You can prove this using translation invariance, without any other assumptions on the nature of the interacting ground state. I am going to give the argument in $D$ dimensions, which obviously holds in $D=1$ as a special case.

Spatial translations of the system as a whole are generated by the centre-of-mass momentum ($\hbar = 1$) $${\bf P} = \sum_{\kk,s} \kk a_{\kk s}^\dagger a_{\kk s},$$ where boldface type denotes a vector in $D$ dimensions. The unitary operator $T_{\bf r} = \mathrm{e}^{\ii {\bf P} \cdot {\bf r}}$ describes a translation of the coordinate system by an amount ${\bf r}$. Now, the crucial assumption is that the interacting ground state satisfies the condition ${\bf P} \lvert \Omega \rangle = 0$, i.e. $T_{\bf r} \lvert \Omega \rangle = \lvert \Omega \rangle $. This holds for any system with translation-invariant interactions, since in that case 1) the Hamiltonian $H$ commutes with ${\bf P}$, so that eigenstates of $H$ are also eigenstates of ${\bf P}$, and 2) eigenstates of ${\bf P}$ gain a positive contribution ${\bf P}^2/2M$ to their energy (in non-relativistic approximation), with $M$ the total mass of the system. Therefore, the ground state $\lvert \Omega \rangle$ lies in the ${\bf P}=0$ sector. Of course, the above formal arguments prove what should already be obvious: a system in its ground state has no overall motion in the lab frame.

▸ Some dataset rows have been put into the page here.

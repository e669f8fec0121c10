//! Domain error model and the closed error taxonomy shared by every layer.

use thiserror::Error;

/// Domain-level error.
///
/// Keep this focused on deterministic, business/domain failures (validation,
/// malformed identifiers). Infrastructure concerns belong elsewhere.
#[derive(Debug, Error, Clone, PartialEq, Eq)]
pub enum DomainError {
    /// A field value failed a domain rule.
    #[error("{field}: {message}")]
    Validation { field: &'static str, message: String },

    /// An identifier was invalid (e.g. parse failure).
    #[error("invalid identifier: {0}")]
    InvalidId(String),
}

impl DomainError {
    pub fn validation(field: &'static str, message: impl Into<String>) -> Self {
        Self::Validation {
            field,
            message: message.into(),
        }
    }

    pub fn invalid_id(msg: impl Into<String>) -> Self {
        Self::InvalidId(msg.into())
    }
}

/// Closed classification of batch-level failures.
///
/// Every fatal error in the pipeline maps onto exactly one kind, so the
/// transport layer can translate kinds to responses with an exhaustive match.
#[derive(Debug, Copy, Clone, PartialEq, Eq, Hash)]
pub enum ErrorKind {
    /// The input itself is unusable (unreadable document, bad id column, ...).
    BadInput,
    /// The input conflicts with itself (duplicate offer ids in one sheet).
    Conflict,
    /// Storage could not complete the request; nothing was written.
    StorageFailure,
    /// The request carried nothing to do.
    EmptyRequest,
}

impl ErrorKind {
    pub fn as_str(&self) -> &'static str {
        match self {
            ErrorKind::BadInput => "bad_input",
            ErrorKind::Conflict => "conflict",
            ErrorKind::StorageFailure => "storage_failure",
            ErrorKind::EmptyRequest => "empty_request",
        }
    }
}

/// Implemented by every fatal error type so callers can classify without
/// inspecting variants they do not own.
pub trait Classify {
    fn kind(&self) -> ErrorKind;
}
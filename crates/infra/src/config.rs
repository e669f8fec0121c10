//! Process configuration, read from the environment.

use std::str::FromStr;
use std::time::Duration;

use thiserror::Error;
use tracing::warn;

#[derive(Debug, Error, Clone, PartialEq, Eq)]
pub enum ConfigError {
    #[error("DATABASE_URL must be set when USE_PERSISTENT_STORES=true")]
    MissingDatabaseUrl,
}

/// Runtime settings for the service.
///
/// | variable | default |
/// |---|---|
/// | `BIND_ADDR` | `0.0.0.0:8080` |
/// | `DATABASE_URL` | unset (in-memory store) |
/// | `USE_PERSISTENT_STORES` | `true` if `DATABASE_URL` is set |
/// | `STORE_TIMEOUT_SECS` | 5 |
/// | `QUERY_TIMEOUT_SECS` | 15 |
/// | `GATEWAY_TIMEOUT_SECS` | 10 |
/// | `DECODE_TIMEOUT_SECS` | 10 |
/// | `DB_MAX_CONNECTIONS` | 5 |
#[derive(Debug, Clone, PartialEq, Eq)]
pub struct Config {
    pub bind_addr: String,
    pub database_url: Option<String>,
    pub use_persistent_stores: bool,
    /// Deadline for the existing-id fetch and the transactional write.
    pub store_timeout: Duration,
    /// Deadline for filtered catalog reads.
    pub query_timeout: Duration,
    /// Deadline for downloading a seller's table.
    pub gateway_timeout: Duration,
    /// Deadline for decoding a downloaded table.
    pub decode_timeout: Duration,
    pub db_max_connections: u32,
}

impl Default for Config {
    fn default() -> Self {
        Self {
            bind_addr: "0.0.0.0:8080".to_string(),
            database_url: None,
            use_persistent_stores: false,
            store_timeout: Duration::from_secs(5),
            query_timeout: Duration::from_secs(15),
            gateway_timeout: Duration::from_secs(10),
            decode_timeout: Duration::from_secs(10),
            db_max_connections: 5,
        }
    }
}

impl Config {
    pub fn from_env() -> Result<Self, ConfigError> {
        Self::from_lookup(|key| std::env::var(key).ok())
    }

    /// Build a config from any key/value source (the environment in production).
    pub fn from_lookup(lookup: impl Fn(&str) -> Option<String>) -> Result<Self, ConfigError> {
        let defaults = Self::default();
        let database_url = lookup("DATABASE_URL").filter(|v| !v.trim().is_empty());
        let use_persistent_stores =
            parse_or("USE_PERSISTENT_STORES", &lookup, database_url.is_some());

        if use_persistent_stores && database_url.is_none() {
            return Err(ConfigError::MissingDatabaseUrl);
        }

        Ok(Self {
            bind_addr: lookup("BIND_ADDR").unwrap_or(defaults.bind_addr),
            database_url,
            use_persistent_stores,
            store_timeout: secs_or("STORE_TIMEOUT_SECS", &lookup, defaults.store_timeout),
            query_timeout: secs_or("QUERY_TIMEOUT_SECS", &lookup, defaults.query_timeout),
            gateway_timeout: secs_or("GATEWAY_TIMEOUT_SECS", &lookup, defaults.gateway_timeout),
            decode_timeout: secs_or("DECODE_TIMEOUT_SECS", &lookup, defaults.decode_timeout),
            db_max_connections: parse_or("DB_MAX_CONNECTIONS", &lookup, defaults.db_max_connections),
        })
    }
}

fn parse_or<T: FromStr + Copy>(key: &str, lookup: &impl Fn(&str) -> Option<String>, default: T) -> T {
    match lookup(key) {
        None => default,
        Some(raw) => raw.trim().parse().unwrap_or_else(|_| {
            warn!(key, value = %raw, "invalid config value; using default");
            default
        }),
    }
}

fn secs_or(key: &str, lookup: &impl Fn(&str) -> Option<String>, default: Duration) -> Duration {
    Duration::from_secs(parse_or(key, lookup, default.as_secs()))
}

The rest of the argument follows from some simple algebra. One readily proves the commutation relation $$ [\mathbf{P},a_{\kk s}] = -\kk a_{\kk s}, $$ which means physically that the ladder operator $a_{\kk s}$ reduces the total momentum of the system by an amount $\kk$, and further implies the translation property $$T_{\bf r} a_{\kk s}T_{\bf r}^\dagger = \mathrm{e}^{-\ii {\bf k} \cdot {\bf r}}a_{\kk s}.$$ It follows that \begin{align} \langle \Omega \rvert a^\dagger_{\kk s}a_{\kk' s} \lvert \Omega \rangle & = \langle \Omega \rvert \left(T_{\bf r}^\dagger T_{\bf r}\right) a^\dagger_{\kk s} \left(T_{\bf r}^\dagger T_{\bf r}\right) a_{\kk' s} \left(T_{\bf r}^\dagger T_{\bf r}\right) \lvert \Omega \rangle \\ & = \langle \Omega \rvert \left(T_{\bf r}a^\dagger_{\kk s}T_{\bf r}^\dagger \right)\left(T_{\bf r} a_{\kk' s}T_{\bf r}^\dagger \right)\lvert \Omega \rangle \\ & = \mathrm{e}^{\ii (\kk - \kk')\cdot {\bf r}}\langle \Omega \rvert a^\dagger_{\kk s}a_{\kk' s} \lvert \Omega \rangle, \end{align} where the first equality follows from unitarity of $T_{\bf r}$, the second from the translation-invariance of the interacting ground state, and the third using the translation property of the ladder operators. Noting that the above equality holds for all ${\bf r}$, we conclude that both sides must vanish unless $\kk = \kk'$.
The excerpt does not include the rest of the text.